◆ **Directions for this task**: Exactly as given, write out all the entries again.

(Stored items)

===

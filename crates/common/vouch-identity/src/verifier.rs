use crate::token::{self, MalformedToken, ParsedToken};
use crate::{Credential, Did, ResolutionResult, ResolveError, Resolver};
use chrono::{DateTime, Duration, Utc};
use std::sync::Arc;
use thiserror::Error;
use vouch_crypto::{Algorithm, JwsHeader, SignatureError};

/// Default tolerance for clocks running ahead of or behind the issuer.
pub const DEFAULT_CLOCK_SKEW_SECS: i64 = 300;

/// Largest accepted clock skew (one day).
pub const MAX_CLOCK_SKEW_SECS: i64 = 86_400;

#[derive(Debug, Error, PartialEq, Eq)]
#[error("clock skew must be between 0 and 86400 seconds, got {0}")]
pub struct InvalidClockSkew(pub i64);

/// Why a token was rejected. Exactly one reason is reported per attempt.
#[derive(Debug, Error)]
pub enum VerificationError {
    #[error("malformed token: {0}")]
    MalformedToken(#[from] MalformedToken),

    #[error("issuer '{issuer}' could not be resolved: {source}")]
    UnresolvableIssuer {
        issuer: String,
        #[source]
        source: ResolveError,
    },

    #[error("unsupported algorithm '{0}'")]
    UnsupportedAlgorithm(String),

    #[error("signature is invalid: {0}")]
    SignatureInvalid(#[source] SignatureError),

    #[error("token is not valid before {valid_from} (now {now})")]
    NotYetValid {
        valid_from: DateTime<Utc>,
        now: DateTime<Utc>,
    },

    #[error("token expired at {expired_at} (now {now})")]
    Expired {
        expired_at: DateTime<Utc>,
        now: DateTime<Utc>,
    },
}

impl VerificationError {
    /// Stable machine-readable code for transports and audit records.
    pub fn reason(&self) -> &'static str {
        match self {
            VerificationError::MalformedToken(_) => "malformed_token",
            VerificationError::UnresolvableIssuer { .. } => "unresolvable_issuer",
            VerificationError::UnsupportedAlgorithm(_) => "unsupported_algorithm",
            VerificationError::SignatureInvalid(_) => "signature_invalid",
            VerificationError::NotYetValid { .. } => "not_yet_valid",
            VerificationError::Expired { .. } => "expired",
        }
    }
}

#[derive(Debug, Clone, Copy, PartialEq, Eq)]
pub struct VerifierOptions {
    /// Applied to `iat`, `nbf` and `exp`.
    clock_skew: Duration,
}

impl VerifierOptions {
    /// Options tolerating `secs` seconds of skew, in `0..=MAX_CLOCK_SKEW_SECS`.
    pub fn with_clock_skew(secs: i64) -> Result<Self, InvalidClockSkew> {
        if !(0..=MAX_CLOCK_SKEW_SECS).contains(&secs) {
            return Err(InvalidClockSkew(secs));
        }
        Ok(Self {
            clock_skew: Duration::seconds(secs),
        })
    }

    pub fn clock_skew(&self) -> Duration {
        self.clock_skew
    }
}

impl Default for VerifierOptions {
    fn default() -> Self {
        Self {
            clock_skew: Duration::seconds(DEFAULT_CLOCK_SKEW_SECS),
        }
    }
}

/// A credential whose signature and validity window have been checked.
#[derive(Debug, Clone)]
pub struct VerifiedCredential {
    pub credential: Credential,
    pub header: JwsHeader,
    /// Key material the issuer resolved to.
    pub issuer_key: ResolutionResult,
}

/// Verifies tokens against a shared resolver.
#[derive(Debug, Clone)]
pub struct Verifier {
    resolver: Arc<Resolver>,
    options: VerifierOptions,
}

impl Verifier {
    pub fn new(resolver: Arc<Resolver>) -> Self {
        Self {
            resolver,
            options: VerifierOptions::default(),
        }
    }

    pub fn with_options(mut self, options: VerifierOptions) -> Self {
        self.options = options;
        self
    }

    pub fn resolver(&self) -> &Resolver {
        &self.resolver
    }

    pub fn verify(&self, token: &str) -> Result<VerifiedCredential, VerificationError> {
        self.verify_at(token, Utc::now())
    }

    /// Verify as of `now`.
    pub fn verify_at(
        &self,
        token: &str,
        now: DateTime<Utc>,
    ) -> Result<VerifiedCredential, VerificationError> {
        verify_with(token, &self.resolver, self.options, now)
    }
}

/// Verify `token` with default options as of the current time.
pub fn verify(token: &str, resolver: &Resolver) -> Result<VerifiedCredential, VerificationError> {
    verify_with(token, resolver, VerifierOptions::default(), Utc::now())
}

fn verify_with(
    token: &str,
    resolver: &Resolver,
    options: VerifierOptions,
    now: DateTime<Utc>,
) -> Result<VerifiedCredential, VerificationError> {
    let parsed = token::parse(token)?;

    let issuer = parsed.issuer();
    let issuer_key =
        resolver
            .resolve(issuer)
            .map_err(|source| VerificationError::UnresolvableIssuer {
                issuer: issuer.to_string(),
                source,
            })?;

    check_signature(&parsed, &issuer_key)?;
    check_validity_window(&parsed, options.clock_skew(), now)?;

    let issuer_did = Did::from_public_key(issuer_key.key_type, &issuer_key.public_key)
        .map_err(|source| VerificationError::UnresolvableIssuer {
            issuer: issuer.to_string(),
            source: source.into(),
        })?;

    Ok(VerifiedCredential {
        credential: parsed.credential(issuer_did),
        header: parsed.header().clone(),
        issuer_key,
    })
}

fn check_signature(
    parsed: &ParsedToken,
    issuer_key: &ResolutionResult,
) -> Result<(), VerificationError> {
    let alg: Algorithm = parsed
        .header()
        .alg
        .parse()
        .map_err(|_| VerificationError::UnsupportedAlgorithm(parsed.header().alg.clone()))?;

    alg.verify(
        issuer_key.key_type,
        &issuer_key.public_key,
        parsed.signing_input().as_bytes(),
        parsed.signature(),
    )
    .map_err(VerificationError::SignatureInvalid)
}

fn check_validity_window(
    parsed: &ParsedToken,
    skew: Duration,
    now: DateTime<Utc>,
) -> Result<(), VerificationError> {
    // Bounds past the representable range never reject.
    if let Some(latest_start) = now.checked_add_signed(skew) {
        for valid_from in std::iter::once(parsed.issued_at).chain(parsed.not_before) {
            if valid_from > latest_start {
                return Err(VerificationError::NotYetValid { valid_from, now });
            }
        }
    }

    if let (Some(expired_at), Some(earliest_end)) =
        (parsed.expires_at, now.checked_sub_signed(skew))
    {
        if expired_at <= earliest_end {
            return Err(VerificationError::Expired { expired_at, now });
        }
    }
    Ok(())
}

===

◆ **Task solution**:
filename crates/common/vouch-identity/src/verifier.rs
use crate::token::{self, MalformedToken, ParsedToken};
use crate::{Credential, Did, ResolutionResult, ResolveError, Resolver};
use chrono::{DateTime, Duration, Utc};
use std::sync::Arc;
use thiserror::Error;
use vouch_crypto::{Algorithm, JwsHeader, SignatureError};

/// Default tolerance for clocks running ahead of or behind the issuer.
pub const DEFAULT_CLOCK_SKEW_SECS: i64 = 300;

/// Largest accepted clock skew (one day).
pub const MAX_CLOCK_SKEW_SECS: i64 = 86_400;

#[derive(Debug, Error, PartialEq, Eq)]
#[error("clock skew must be between 0 and 86400 seconds, got {0}")]
pub struct InvalidClockSkew(pub i64);

/// Why a token was rejected. Exactly one reason is reported per attempt.
#[derive(Debug, Error)]
pub enum VerificationError {
    #[error("malformed token: {0}")]
    MalformedToken(#[from] MalformedToken),

    #[error("issuer '{issuer}' could not be resolved: {source}")]
    UnresolvableIssuer {
        issuer: String,
        #[source]
        source: ResolveError,
    },

    #[error("unsupported algorithm '{0}'")]
    UnsupportedAlgorithm(String),

    #[error("signature is invalid: {0}")]
    SignatureInvalid(#[source] SignatureError),

    #[error("token is not valid before {valid_from} (now {now})")]
    NotYetValid {
        valid_from: DateTime<Utc>,
        now: DateTime<Utc>,
    },

    #[error("token expired at {expired_at} (now {now})")]
    Expired {
        expired_at: DateTime<Utc>,
        now: DateTime<Utc>,
    },
}

impl VerificationError {
    /// Stable machine-readable code for transports and audit records.
    pub fn reason(&self) -> &'static str {
        match self {
            VerificationError::MalformedToken(_) => "malformed_token",
            VerificationError::UnresolvableIssuer { .. } => "unresolvable_issuer",
            VerificationError::UnsupportedAlgorithm(_) => "unsupported_algorithm",
            VerificationError::SignatureInvalid(_) => "signature_invalid",
            VerificationError::NotYetValid { .. } => "not_yet_valid",
            VerificationError::Expired { .. } => "expired",
        }
    }
}

#[derive(Debug, Clone, Copy, PartialEq, Eq)]
pub struct VerifierOptions {
    /// Applied to `iat`, `nbf` and `exp`.
    clock_skew: Duration,
}

impl VerifierOptions {
    /// Options tolerating `secs` seconds of skew, in `0..=MAX_CLOCK_SKEW_SECS`.
    pub fn with_clock_skew(secs: i64) -> Result<Self, InvalidClockSkew> {
        if !(0..=MAX_CLOCK_SKEW_SECS).contains(&secs) {
            return Err(InvalidClockSkew(secs));
        }
        Ok(Self {
            clock_skew: Duration::seconds(secs),
        })
    }

    pub fn clock_skew(&self) -> Duration {
        self.clock_skew
    }
}

impl Default for VerifierOptions {
    fn default() -> Self {
        Self {
            clock_skew: Duration::seconds(DEFAULT_CLOCK_SKEW_SECS),
        }
    }
}

/// A credential whose signature and validity window have been checked.
#[derive(Debug, Clone)]
pub struct VerifiedCredential {
    pub credential: Credential,
    pub header: JwsHeader,
    /// Key material the issuer resolved to.
    pub issuer_key: ResolutionResult,
}

/// Verifies tokens against a shared resolver.
#[derive(Debug, Clone)]
pub struct Verifier {
    resolver: Arc<Resolver>,
    options: VerifierOptions,
}

impl Verifier {
    pub fn new(resolver: Arc<Resolver>) -> Self {
        Self {
            resolver,
            options: VerifierOptions::default(),
        }
    }

    pub fn with_options(mut self, options: VerifierOptions) -> Self {
        self.options = options;
        self
    }

    pub fn resolver(&self) -> &Resolver {
        &self.resolver
    }

    pub fn verify(&self, token: &str) -> Result<VerifiedCredential, VerificationError> {
        self.verify_at(token, Utc::now())
    }

    /// Verify as of `now`.
    pub fn verify_at(
        &self,
        token: &str,
        now: DateTime<Utc>,
    ) -> Result<VerifiedCredential, VerificationError> {
        verify_with(token, &self.resolver, self.options, now)
    }
}

/// Verify `token` with default options as of the current time.
pub fn verify(token: &str, resolver: &Resolver) -> Result<VerifiedCredential, VerificationError> {
    verify_with(token, resolver, VerifierOptions::default(), Utc::now())
}

fn verify_with(
    token: &str,
    resolver: &Resolver,
    options: VerifierOptions,
    now: DateTime<Utc>,
) -> Result<VerifiedCredential, VerificationError> {
    let parsed = token::parse(token)?;

    let issuer = parsed.issuer();
    let issuer_key =
        resolver
            .resolve(issuer)
            .map_err(|source| VerificationError::UnresolvableIssuer {
                issuer: issuer.to_string(),
                source,
            })?;

    check_signature(&parsed, &issuer_key)?;
    check_validity_window(&parsed, options.clock_skew(), now)?;

    let issuer_did = Did::from_public_key(issuer_key.key_type, &issuer_key.public_key)
        .map_err(|source| VerificationError::UnresolvableIssuer {
            issuer: issuer.to_string(),
            source: source.into(),
        })?;

    Ok(VerifiedCredential {
        credential: parsed.credential(issuer_did),
        header: parsed.header().clone(),
        issuer_key,
    })
}

fn check_signature(
    parsed: &ParsedToken,
    issuer_key: &ResolutionResult,
) -> Result<(), VerificationError> {
    let alg: Algorithm = parsed
        .header()
        .alg
        .parse()
        .map_err(|_| VerificationError::UnsupportedAlgorithm(parsed.header().alg.clone()))?;

    alg.verify(
        issuer_key.key_type,
        &issuer_key.public_key,
        parsed.signing_input().as_bytes(),
        parsed.signature(),
    )
    .map_err(VerificationError::SignatureInvalid)
}

fn check_validity_window(
    parsed: &ParsedToken,
    skew: Duration,
    now: DateTime<Utc>,
) -> Result<(), VerificationError> {
    // Bounds past the representable range never reject.
    if let Some(latest_start) = now.checked_add_signed(skew) {
        for valid_from in std::iter::once(parsed.issued_at).chain(parsed.not_before) {
            if valid_from > latest_start {
                return Err(VerificationError::NotYetValid { valid_from, now });
            }
        }
    }

    if let (Some(expired_at), Some(earliest_end)) =
        (parsed.expires_at, now.checked_sub_signed(skew))
    {
        if expired_at <= earliest_end {
            return Err(VerificationError::Expired { expired_at, now });
        }
    }
    Ok(())
}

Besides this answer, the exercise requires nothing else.